State only the number of lines below where the word "SearchQuery" is found.

··· Input data

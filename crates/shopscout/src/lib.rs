//! ShopScout Domain Library
//!
//! Core domain types and interfaces for scraping e-commerce search results.
//!
//! # Architecture
//!
//! This crate follows Clean Architecture / Hexagonal Architecture principles:
//!
//! - **Domain Layer** (`domain/`): Pure business entities and logic
//!   - `entities/`: Core domain models (SearchResultItem)
//!   - `value_objects/`: Immutable value types (SearchQuery, ResultSelectors)
//!   - `services/`: Extraction of result items from a parsed document
//!   - `errors/`: Domain-specific error types
//!
//! - **Ports** (`ports/`): Abstract interfaces (traits)
//!   - `document`: HTML document querying
//!   - `services/`: External service interfaces
//!
//! # Usage
//!
//! ```rust,ignore
//! use shopscout::domain::{ProductExtractor, SearchQuery};
//! use shopscout::ports::{DocumentParser, ProductSearchService};
//! ```

pub mod domain;
pub mod ports;

// Re-export commonly used types
pub use domain::{
    DomainError, ProductExtractor, ResultSelectors, SearchQuery, SearchResultItem, NOT_AVAILABLE,
};
pub use ports::{DocumentNode, DocumentParser, HtmlDocument, ProductSearchService};
//! Value Objects
//!
//! Immutable objects defined by their attributes rather than identity.

mod result_selectors;
mod search_query;

pub use result_selectors::*;
pub use search_query::*;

······

Result: 3